Moment & Momentum: Shavuos Reflections

“They’re not just fleeting celebrations,” Harav Yaakov Weinberg, zt”l, once said about the Yamim Tovim, “but an opportunity to acquire something that stays with you.” There’s no doubt about it: Yom Tov is great. In our davening we express gratitude to Hashem for giving us set times throughout the year for happiness and rejoicing. There’s often a nagging feeling, though, of “What did I get out of this Yom Tov?” A feeling of “Am I taking anything concrete away with me?” We don’t want to just have a good time, go on with life, and forget about it.

Harav Chizkiyahu Mishkovsky, a senior Mashgiach and popular speaker in Israel, mentioned — at Orchos Yosher’s magnificent, pre-Shavuos “Yom Beit Hamidrash” in Kibbutz Chafetz Chaim — that someone once came to Hagaon Harav Aharon Leib Steinman, shlita, to ask him a question: “How does one prepare for Shavuos?” “What’s the problem?” Rav Steinman responded. “Just buy a few cheesecakes and you’re ready for Shavuos.” The petitioner pressed on, though, insisting he wanted a serious answer. “I really don’t know what it is you’re looking for,” Rav Steinman told him. “Hashem wants to give us a gift. We just need to be a fitting vessel to receive it. Guard your mouth, guard your eyes, and have good middos.”

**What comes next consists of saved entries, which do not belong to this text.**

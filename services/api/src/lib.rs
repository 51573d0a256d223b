mod cli;
mod infra;
mod offline;
mod routes;
mod server;

use flood_recon::error::AppError;

pub async fn run() -> Result<(), AppError> {
    cli::run().await
}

Shavuos is not really about Hashem demanding something from us. On the contrary, it is a Yom Tov which is all about Hashem’s powerful desire, k’vayachol, to give to us. To give to us that which is more precious than anything else in the entire universe. To give to us that which preceded the entire universe and served as its blueprint. And this idea, it would seem, is not a novel theory that was propounded by Rav Steinman, but jumps right off the page of the Gemara: “Says Rabbi Elazar, all are in agreement that on Shavuos it is mandatory to have a festive meal because it is the day on which the Torah was given… On Shavuos, Rav Yosef would request of his family that the finest cut of meat be prepared for the festive meal. He would say, ‘If not for this day that brought it all about, there would be no difference between me and all the other Yosefs in the marketplace.’ Rav Sheishes would review all of his Torah knowledge every 30 days, at which point he would lean on the door and exclaim, ‘Rejoice my soul, rejoice my soul! For you I have mastered Tanach! For you I have mastered Mishnah!’” (Pesachim 68b). Clearly, Shavuos is primarily about rejoicing in what we have. We have the Torah, and that exalts us over all others.

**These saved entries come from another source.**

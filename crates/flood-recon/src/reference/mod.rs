//! Versioned reference data consumed by the extraction layer and rules.
//!
//! FEMA revises its forms and zone catalogue far more often than the
//! comparison logic changes, so everything enumerable lives here as data:
//! abbreviation tables, the flood-zone priority order, SFHA membership, the
//! diagram groupings behind the elevation decision tables, the diagram to
//! foundation-type mapping, and the form validity windows. Compiled-in
//! defaults can be overridden from two-column CSV exports.

use chrono::NaiveDate;
use std::collections::{BTreeMap, BTreeSet};
use std::io::Read;

/// Rank assigned to flood-zone codes outside the priority table. Every known
/// code ranks ahead of it.
pub const UNRANKED: usize = usize::MAX;

/// Diagram-number groupings referenced by the Section C/E/H decision tables.
/// Group membership decides which tolerance applies to a building's bottom
/// floor relative to its adjacent grade.
#[derive(Debug, Clone)]
pub struct DiagramGroups {
    /// Slab-style foundations: bottom floor within 2 ft of the LAG.
    pub slab: Vec<String>,
    /// Stem-wall foundation: bottom floor within 6 ft of the LAG.
    pub stem_wall: String,
    /// Subgrade foundations (basements): bottom floor below the LAG.
    pub subgrade: Vec<String>,
    /// Elevated without enclosure: bottom floor within 20 ft of the LAG.
    pub elevated_open: String,
    /// Diagrams whose next-higher-floor elevation must exceed the bottom floor.
    pub with_enclosure: Vec<String>,
    /// Diagrams that imply a crawlspace or enclosure (square footage and
    /// flood-vent reconciliation applies).
    pub crawlspace: Vec<String>,
    /// Diagrams where machinery must clear the next higher floor or sit on an
    /// 8 ft platform.
    pub machinery_slab: Vec<String>,
}

impl DiagramGroups {
    pub fn contains(group: &[String], diagram: &str) -> bool {
        let wanted = diagram.trim().to_lowercase();
        group.iter().any(|d| *d == wanted)
    }
}

/// One EC form cycle: the window the printed expiration date must fall in,
/// paired with the window the survey date must fall in. An open survey end
/// marks the cycle still in force.
#[derive(Debug, Clone, Copy)]
pub struct ValidityWindow {
    pub expiration_start: NaiveDate,
    pub expiration_end: NaiveDate,
    pub survey_start: NaiveDate,
    pub survey_end: Option<NaiveDate>,
}

/// The full static-reference bundle threaded through extraction and rules.
#[derive(Debug, Clone)]
pub struct ReferenceTables {
    pub street_suffixes: BTreeMap<String, String>,
    pub state_abbreviations: BTreeMap<String, String>,
    pub zone_priority: Vec<String>,
    pub sfha_zones: BTreeSet<String>,
    pub diagram_groups: DiagramGroups,
    pub foundation_by_diagram: Vec<(Vec<String>, String)>,
    pub validity_windows: Vec<ValidityWindow>,
}

impl ReferenceTables {
    /// Position of a flood-zone code in the priority order; [`UNRANKED`] when
    /// the code is not catalogued. Lower rank wins.
    pub fn zone_rank(&self, code: &str) -> usize {
        let wanted = code.trim().to_uppercase();
        self.zone_priority
            .iter()
            .position(|z| *z == wanted)
            .unwrap_or(UNRANKED)
    }

    /// Whether a zone code lies inside the Special Flood Hazard Area.
    pub fn is_sfha(&self, code: &str) -> bool {
        self.sfha_zones.contains(&code.trim().to_uppercase())
    }

    /// Foundation-type label implied by an application diagram number.
    pub fn foundation_for_diagram(&self, diagram: &str) -> Option<&str> {
        let wanted = diagram.trim().to_lowercase();
        self.foundation_by_diagram
            .iter()
            .find(|(diagrams, _)| diagrams.iter().any(|d| *d == wanted))
            .map(|(_, label)| label.as_str())
    }

    /// Replace an abbreviation table from a two-column CSV export
    /// (`full,abbreviation`, with a header row).
    pub fn load_abbreviations<R: Read>(reader: R) -> Result<BTreeMap<String, String>, csv::Error> {
        let mut csv_reader = csv::ReaderBuilder::new()
            .trim(csv::Trim::All)
            .from_reader(reader);
        let mut table = BTreeMap::new();
        for record in csv_reader.records() {
            let row = record?;
            if let (Some(full), Some(short)) = (row.get(0), row.get(1)) {
                table.insert(full.to_string(), short.to_string());
            }
        }
        Ok(table)
    }

    /// Replace the flood-zone priority order from a single-column CSV export
    /// (highest priority first, with a header row).
    pub fn load_zone_priority<R: Read>(reader: R) -> Result<Vec<String>, csv::Error> {
        let mut csv_reader = csv::ReaderBuilder::new()
            .trim(csv::Trim::All)
            .from_reader(reader);
        let mut zones = Vec::new();
        for record in csv_reader.records() {
            let row = record?;
            if let Some(zone) = row.get(0) {
                if !zone.is_empty() {
                    zones.push(zone.to_uppercase());
                }
            }
        }
        Ok(zones)
    }
}

impl Default for ReferenceTables {
    fn default() -> Self {
        Self {
            street_suffixes: pairs(&[
                ("Street", "St."),
                ("Avenue", "Ave."),
                ("Boulevard", "Blvd."),
                ("Drive", "Dr."),
                ("Court", "Ct."),
                ("Road", "Rd."),
                ("Lane", "Ln."),
                ("Terrace", "Ter."),
                ("Place", "Pl."),
                ("Circle", "Cir."),
                ("Highway", "Hwy."),
                ("Parkway", "Pkwy."),
            ]),
            state_abbreviations: pairs(STATES),
            zone_priority: zone_priority(),
            sfha_zones: sfha_zones(),
            diagram_groups: DiagramGroups {
                slab: strings(&["1", "1a", "3", "6", "7", "8"]),
                stem_wall: "1b".to_string(),
                subgrade: strings(&["2", "2a", "2b", "4", "9"]),
                elevated_open: "5".to_string(),
                with_enclosure: strings(&["2", "2a", "2b", "4", "6", "7", "8", "9"]),
                crawlspace: strings(&["6", "7", "8", "9"]),
                machinery_slab: strings(&["1", "1a", "1b", "3"]),
            },
            foundation_by_diagram: vec![
                (strings(&["1", "1a", "1b", "3"]), "Slab on Grade".to_string()),
                (strings(&["2", "2a", "4"]), "Basement".to_string()),
                (
                    strings(&["2b"]),
                    "Basement with Exterior Egress".to_string(),
                ),
                (
                    strings(&["5"]),
                    "Elevated Without Enclosure on Posts".to_string(),
                ),
                (
                    strings(&["6"]),
                    "Elevated With Enclosure on Posts".to_string(),
                ),
                (
                    strings(&["7"]),
                    "Elevated With Enclosure Not On Posts".to_string(),
                ),
                (strings(&["8", "9"]), "Crawlspace".to_string()),
            ],
            validity_windows: validity_windows(),
        }
    }
}

/// Full state name to USPS abbreviation pairs feeding `state_abbreviations`.
const STATES: &[(&str, &str)] = &[
    ("Alabama", "AL"),
    ("Alaska", "AK"),
    ("Arizona", "AZ"),
    ("Arkansas", "AR"),
    ("California", "CA"),
    ("Colorado", "CO"),
    ("Connecticut", "CT"),
    ("Delaware", "DE"),
    ("Florida", "FL"),
    ("Georgia", "GA"),
    ("Hawaii", "HI"),
    ("Idaho", "ID"),
    ("Illinois", "IL"),
    ("Indiana", "IN"),
    ("Iowa", "IA"),
    ("Kansas", "KS"),
    ("Kentucky", "KY"),
    ("Louisiana", "LA"),
    ("Maine", "ME"),
    ("Maryland", "MD"),
    ("Massachusetts", "MA"),
    ("Michigan", "MI"),
    ("Minnesota", "MN"),
    ("Mississippi", "MS"),
    ("Missouri", "MO"),
    ("Montana", "MT"),
    ("Nebraska", "NE"),
    ("Nevada", "NV"),
    ("New Hampshire", "NH"),
    ("New Jersey", "NJ"),
    ("New Mexico", "NM"),
    ("New York", "NY"),
    ("North Carolina", "NC"),
    ("North Dakota", "ND"),
    ("Ohio", "OH"),
    ("Oklahoma", "OK"),
    ("Oregon", "OR"),
    ("Pennsylvania", "PA"),
    ("Rhode Island", "RI"),
    ("South Carolina", "SC"),
    ("South Dakota", "SD"),
    ("Tennessee", "TN"),
    ("Texas", "TX"),
    ("Utah", "UT"),
    ("Vermont", "VT"),
    ("Virginia", "VA"),
    ("Washington", "WA"),
    ("West Virginia", "WV"),
    ("Wisconsin", "WI"),
    ("Wyoming", "WY"),
];

fn strings(values: &[&str]) -> Vec<String> {
    values.iter().map(|v| v.to_string()).collect()
}

fn pairs(values: &[(&str, &str)]) -> BTreeMap<String, String> {
    values
        .iter()
        .map(|(full, short)| (full.to_string(), short.to_string()))
        .collect()
}

fn zone_priority() -> Vec<String> {
    let mut zones = vec!["V".to_string()];
    zones.push("VE".to_string());
    zones.extend((1..=30).map(|n| format!("V{n}")));
    zones.extend(["A", "AO", "AH", "AR", "AE"].map(str::to_string));
    zones.extend((1..=30).map(|n| format!("A{n}")));
    zones.extend(["A99", "D", "B", "C", "X"].map(str::to_string));
    zones
}

fn sfha_zones() -> BTreeSet<String> {
    let mut zones: BTreeSet<String> = ["A", "AE", "AH", "AO", "A99", "V", "VE"]
        .into_iter()
        .map(str::to_string)
        .collect();
    zones.extend((1..=30).map(|n| format!("A{n}")));
    zones.extend((1..=30).map(|n| format!("V{n}")));
    zones
}

fn window(
    expiration: (i32, u32, u32, i32, u32, u32),
    survey: (i32, u32, u32),
    survey_end: Option<(i32, u32, u32)>,
) -> ValidityWindow {
    let (es_y, es_m, es_d, ee_y, ee_m, ee_d) = expiration;
    let (ss_y, ss_m, ss_d) = survey;
    ValidityWindow {
        expiration_start: date(es_y, es_m, es_d),
        expiration_end: date(ee_y, ee_m, ee_d),
        survey_start: date(ss_y, ss_m, ss_d),
        survey_end: survey_end.map(|(y, m, d)| date(y, m, d)),
    }
}

fn date(y: i32, m: u32, d: u32) -> NaiveDate {
    NaiveDate::from_ymd_opt(y, m, d).expect("static reference date")
}

fn validity_windows() -> Vec<ValidityWindow> {
    vec![
        window((1984, 6, 1, 1984, 6, 30), (1000, 9, 30), Some((2000, 9, 30))),
        window((1987, 2, 1, 1987, 2, 28), (1000, 9, 30), Some((2000, 9, 30))),
        window((1990, 6, 1, 1990, 6, 30), (1000, 9, 30), Some((2000, 9, 30))),
        window((1993, 5, 1, 1993, 5, 31), (1000, 9, 30), Some((2000, 9, 30))),
        window((1996, 5, 1, 1996, 5, 31), (1000, 9, 30), Some((2000, 9, 30))),
        window((1999, 7, 1, 1999, 7, 31), (1000, 9, 30), Some((2000, 9, 30))),
        window((2000, 7, 1, 2000, 7, 31), (1999, 8, 1), Some((2006, 12, 31))),
        window((2005, 12, 1, 2005, 12, 31), (2003, 1, 1), Some((2009, 12, 31))),
        window((2009, 2, 1, 2009, 2, 28), (2006, 2, 1), Some((2010, 3, 31))),
        window((2012, 3, 31, 2012, 4, 1), (2009, 4, 1), Some((2013, 7, 31))),
        window((2015, 7, 31, 2015, 8, 1), (2012, 8, 1), Some((2016, 12, 31))),
        window((2018, 11, 30, 2018, 12, 1), (2017, 1, 1), Some((2020, 2, 21))),
        window((2022, 11, 30, 2022, 12, 1), (2020, 2, 1), Some((2023, 6, 29))),
        window((2026, 6, 30, 2026, 7, 1), (2023, 6, 1), None),
    ]
}

#[cfg(test)]
mod tests {
    use super::*;
    use std::io::Cursor;

    #[test]
    fn unknown_zone_ranks_below_every_known_code() {
        let tables = ReferenceTables::default();
        assert_eq!(tables.zone_rank("ZZ"), UNRANKED);
        for zone in &tables.zone_priority {
            assert!(tables.zone_rank(zone) < UNRANKED);
        }
    }

    #[test]
    fn velocity_zones_outrank_a_zones() {
        let tables = ReferenceTables::default();
        assert!(tables.zone_rank("VE") < tables.zone_rank("AE"));
        assert!(tables.zone_rank("AE") < tables.zone_rank("X"));
    }

    #[test]
    fn sfha_membership() {
        let tables = ReferenceTables::default();
        assert!(tables.is_sfha("ae"));
        assert!(tables.is_sfha("V12"));
        assert!(!tables.is_sfha("X"));
        assert!(!tables.is_sfha("D"));
    }

    #[test]
    fn foundation_mapping_covers_all_diagram_classes() {
        let tables = ReferenceTables::default();
        assert_eq!(tables.foundation_for_diagram("1A"), Some("Slab on Grade"));
        assert_eq!(tables.foundation_for_diagram("2"), Some("Basement"));
        assert_eq!(tables.foundation_for_diagram("9"), Some("Crawlspace"));
        assert_eq!(tables.foundation_for_diagram("0"), None);
    }

    #[test]
    fn abbreviations_load_from_csv() {
        let csv = "full,abbreviation\nStreet,St.\nAvenue,Ave.\n";
        let table = ReferenceTables::load_abbreviations(Cursor::new(csv)).expect("parses");
        assert_eq!(table.get("Street").map(String::as_str), Some("St."));
        assert_eq!(table.len(), 2);
    }

    #[test]
    fn zone_priority_loads_from_csv() {
        let csv = "zone\nV\nVE\nA\n";
        let zones = ReferenceTables::load_zone_priority(Cursor::new(csv)).expect("parses");
        assert_eq!(zones, vec!["V", "VE", "A"]);
    }
}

Connecting to this intrinsic sense of joy allows the day’s powerful impact to make its mark. Someone I know heard a vignette about my Rebbi, Harav Moshe Twersky, Hy”d, that I recently circulated in a weekly email of his divrei Torah, the results of which were astounding. “Learning through a chiddush of Reb Chaim Brisker together with my sons on Shavuos night,” Rav Twersky once remarked, “is my personal Maamad Har Sinai.” It was a fixture. Every year, a chief component of Rav Twersky’s Shavuos night learning was going through a chiddush of Reb Chaim Brisker with his progeny.

Well, the aforementioned individual decided that he’d like to give that a try. He and his chavrusa spent close to two hours laboring through a piece in Chiddushei Rabbeinu Chaim HaLevi, and, in his words, “It was the first time in many, many years that I actually felt a geshmak [sweetness, pleasurable experience] on Shavuos night. And what a geshmak it was!” So much so, that it created a momentum for this individual to make major improvements in his regular learning throughout the year. “It doesn’t feel like a ‘kabbalah’ [resolution] at all,” he shared. “It happened organically. I just feel like I want and need more Torah in my life. As though Shavuos somehow inspired me to do this without my really trying to ‘make myself inspired.’ I’m excited about it.”

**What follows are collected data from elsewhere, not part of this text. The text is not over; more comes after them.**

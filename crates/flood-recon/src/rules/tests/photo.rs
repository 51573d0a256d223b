use super::common::{fast_retry, images, passing_context, tables, ScriptedOracle, UnreachableOracle};
use crate::extraction::ContextUpdate;
use crate::oracle::RetryingOracle;
use crate::rules::photo::{
    verify_building_eligibility, verify_construction_type, verify_diagram_five,
    verify_diagram_six, verify_floor_count, verify_foundation_type, verify_machinery_photo,
    verify_over_water, verify_photograph_requirement,
};
use crate::rules::{RuleError, RuleStatus};

#[test]
fn photographs_waived_for_course_of_construction() {
    let mut ctx = passing_context();
    ctx.construction_status_application = "yes".to_string();
    let outcome = verify_photograph_requirement(&ctx);
    assert_eq!(outcome.result.status, RuleStatus::Pass);
    assert!(outcome
        .result
        .details
        .iter()
        .any(|d| d.contains("not required")));
}

#[tokio::test]
async fn eligible_building_passes() {
    let oracle = ScriptedOracle::affirmative();
    let retrying = RetryingOracle::new(&oracle, fast_retry());
    let outcome = verify_building_eligibility(&retrying, &images())
        .await
        .expect("oracle reachable");
    assert_eq!(outcome.result.status, RuleStatus::Pass);
}

#[tokio::test]
async fn building_over_water_fails() {
    let oracle = ScriptedOracle::answering(vec![("over water", "True")]);
    let retrying = RetryingOracle::new(&oracle, fast_retry());
    let outcome = verify_over_water(&retrying, &images())
        .await
        .expect("oracle reachable");
    assert_eq!(outcome.result.status, RuleStatus::Fail);
}

#[tokio::test]
async fn unexpected_answer_degrades_to_warning_not_fail() {
    let oracle = ScriptedOracle::answering(vec![("over water", "hard to say")]);
    let retrying = RetryingOracle::new(&oracle, fast_retry());
    let outcome = verify_over_water(&retrying, &images())
        .await
        .expect("oracle reachable");
    assert_eq!(outcome.result.status, RuleStatus::Warning);
}

#[tokio::test]
async fn transport_exhaustion_surfaces_as_rule_error() {
    let oracle = UnreachableOracle;
    let retrying = RetryingOracle::new(&oracle, fast_retry());
    let err = verify_over_water(&retrying, &images())
        .await
        .expect_err("oracle unreachable");
    assert!(matches!(err, RuleError::Oracle(_)));
}

#[tokio::test]
async fn foundation_type_compares_mapping_against_oracle() {
    let ctx = passing_context();
    let oracle = ScriptedOracle::answering(vec![("foundation type", "Crawlspace")]);
    let retrying = RetryingOracle::new(&oracle, fast_retry());
    let outcome = verify_foundation_type(&ctx, &retrying, &images(), &tables())
        .await
        .expect("oracle reachable");
    assert_eq!(outcome.result.status, RuleStatus::Pass, "{:?}", outcome.result.details);

    let oracle = ScriptedOracle::answering(vec![("foundation type", "Basement")]);
    let retrying = RetryingOracle::new(&oracle, fast_retry());
    let outcome = verify_foundation_type(&ctx, &retrying, &images(), &tables())
        .await
        .expect("oracle reachable");
    assert_eq!(outcome.result.status, RuleStatus::Fail);
}

#[tokio::test]
async fn floor_count_mismatch_fails() {
    let mut ctx = passing_context();
    ctx.floors_application = "2".to_string();
    let oracle = ScriptedOracle::answering(vec![("Count the number of floors", "3")]);
    let retrying = RetryingOracle::new(&oracle, fast_retry());
    let outcome = verify_floor_count(&ctx, &retrying, &images())
        .await
        .expect("oracle reachable");
    assert_eq!(outcome.result.status, RuleStatus::Fail);
}

#[tokio::test]
async fn frame_building_with_masonry_walls_fails() {
    let mut ctx = passing_context();
    ctx.construction_type_application = "frame".to_string();
    let oracle = ScriptedOracle::answering(vec![("brick or masonry", "True")]);
    let retrying = RetryingOracle::new(&oracle, fast_retry());
    let outcome = verify_construction_type(&ctx, &retrying, &images())
        .await
        .expect("oracle reachable");
    assert_eq!(outcome.result.status, RuleStatus::Fail);
}

#[tokio::test]
async fn confirmed_diagram_five_reassigns_context() {
    let oracle = ScriptedOracle::answering(vec![("Diagram 5", "True")]);
    let retrying = RetryingOracle::new(&oracle, fast_retry());
    let outcome = verify_diagram_five(&retrying, &images())
        .await
        .expect("oracle reachable");
    assert_eq!(outcome.result.status, RuleStatus::Pass);
    assert_eq!(
        outcome.updates,
        vec![ContextUpdate::DiagramNumber("5".to_string())]
    );
}

#[tokio::test]
async fn diagram_six_check_reads_reassigned_diagram() {
    let mut ctx = passing_context();
    ctx.apply(ContextUpdate::DiagramNumber("5".to_string()));

    let oracle = ScriptedOracle::answering(vec![("elevator shaft", "True")]);
    let retrying = RetryingOracle::new(&oracle, fast_retry());
    let outcome = verify_diagram_six(&ctx, &retrying, &images())
        .await
        .expect("oracle reachable");
    assert_eq!(outcome.result.status, RuleStatus::Fail);
    assert_eq!(
        outcome.updates,
        vec![ContextUpdate::DiagramNumber("6".to_string())]
    );
}

#[tokio::test]
async fn diagram_six_check_skips_other_diagrams() {
    let ctx = passing_context();
    let oracle = ScriptedOracle::affirmative();
    let retrying = RetryingOracle::new(&oracle, fast_retry());
    let outcome = verify_diagram_six(&ctx, &retrying, &images())
        .await
        .expect("oracle reachable");
    assert_eq!(outcome.result.status, RuleStatus::Pass);
    assert!(outcome.updates.is_empty());
}

#[tokio::test]
async fn unanswered_appliance_question_warns() {
    let mut ctx = passing_context();
    ctx.appliances_elevated = None;
    let oracle = ScriptedOracle::affirmative();
    let retrying = RetryingOracle::new(&oracle, fast_retry());
    let outcome = verify_machinery_photo(&ctx, &retrying, &images())
        .await
        .expect("oracle reachable");
    assert_eq!(outcome.result.status, RuleStatus::Warning);
}

#[tokio::test]
async fn elevated_appliances_check_photographs_by_foundation() {
    let mut ctx = passing_context();
    ctx.appliances_elevated = Some("yes".to_string());
    ctx.foundation_type_application = "Crawlspace".to_string();
    let oracle = ScriptedOracle::answering(vec![("floor above the crawlspace", "True")]);
    let retrying = RetryingOracle::new(&oracle, fast_retry());
    let outcome = verify_machinery_photo(&ctx, &retrying, &images())
        .await
        .expect("oracle reachable");
    // The "appliances elevated" note itself is a Warning-tier flag.
    assert_eq!(outcome.result.status, RuleStatus::Warning);
    assert!(outcome
        .result
        .details
        .iter()
        .any(|d| d.contains("elevated according to the rule")));
}
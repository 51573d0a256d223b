//! JSON-over-HTTP oracle client.
//!
//! The wire contract is deliberately small: POST `{images, questions}` to the
//! configured endpoint and read back `{answer}`. The blocking HTTP agent runs
//! on the runtime's blocking pool so a slow oracle delays only its own rule.

use super::{OracleError, VisualOracle};
use async_trait::async_trait;
use serde::{Deserialize, Serialize};

#[derive(Debug, Serialize)]
struct OracleRequest<'a> {
    images: &'a [String],
    questions: &'a [String],
}

#[derive(Debug, Deserialize)]
struct OracleResponse {
    answer: String,
}

/// Oracle implementation backed by an HTTP endpoint.
#[derive(Debug, Clone)]
pub struct HttpVisualOracle {
    endpoint: String,
    agent: ureq::Agent,
}

impl HttpVisualOracle {
    pub fn new(endpoint: impl Into<String>) -> Self {
        Self {
            endpoint: endpoint.into(),
            agent: ureq::Agent::new(),
        }
    }
}

#[async_trait]
impl VisualOracle for HttpVisualOracle {
    async fn ask(&self, images: &[String], questions: &[String]) -> Result<String, OracleError> {
        let agent = self.agent.clone();
        let endpoint = self.endpoint.clone();
        let payload = serde_json::to_value(OracleRequest { images, questions })
            .map_err(|err| OracleError::Malformed(err.to_string()))?;

        let response = tokio::task::spawn_blocking(move || {
            agent
                .post(&endpoint)
                .send_json(payload)
                .map_err(|err| OracleError::Transport(err.to_string()))?
                .into_json::<OracleResponse>()
                .map_err(|err| OracleError::Malformed(err.to_string()))
        })
        .await
        .map_err(|err| OracleError::Transport(format!("oracle task aborted: {err}")))??;

        Ok(response.answer)
    }
}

Tapping into the joy of the day is what, at the end of the day, carries the day. Each person can find what for them does that best. And if you feel like you didn’t experience a high on Shavuos, try to capture it retroactively — even in something as “mundane” as an incredible piece of cheesecake that you found absolutely tantalizing — because Chazal tell us that, really, there’s nothing mundane about it. Whether you were consciously aware of it at that moment or not, by eating that delectable piece of cheesecake — and thoroughly enjoying every bite of it — you were expressing the fact that “I am so happy to be a Jew who is part of the Torah nation of Hashem, and that’s why I am celebrating with this delicious food!”

Capture your point of joy in the day, and allow the powerful gift of Shavuos to carry you forward.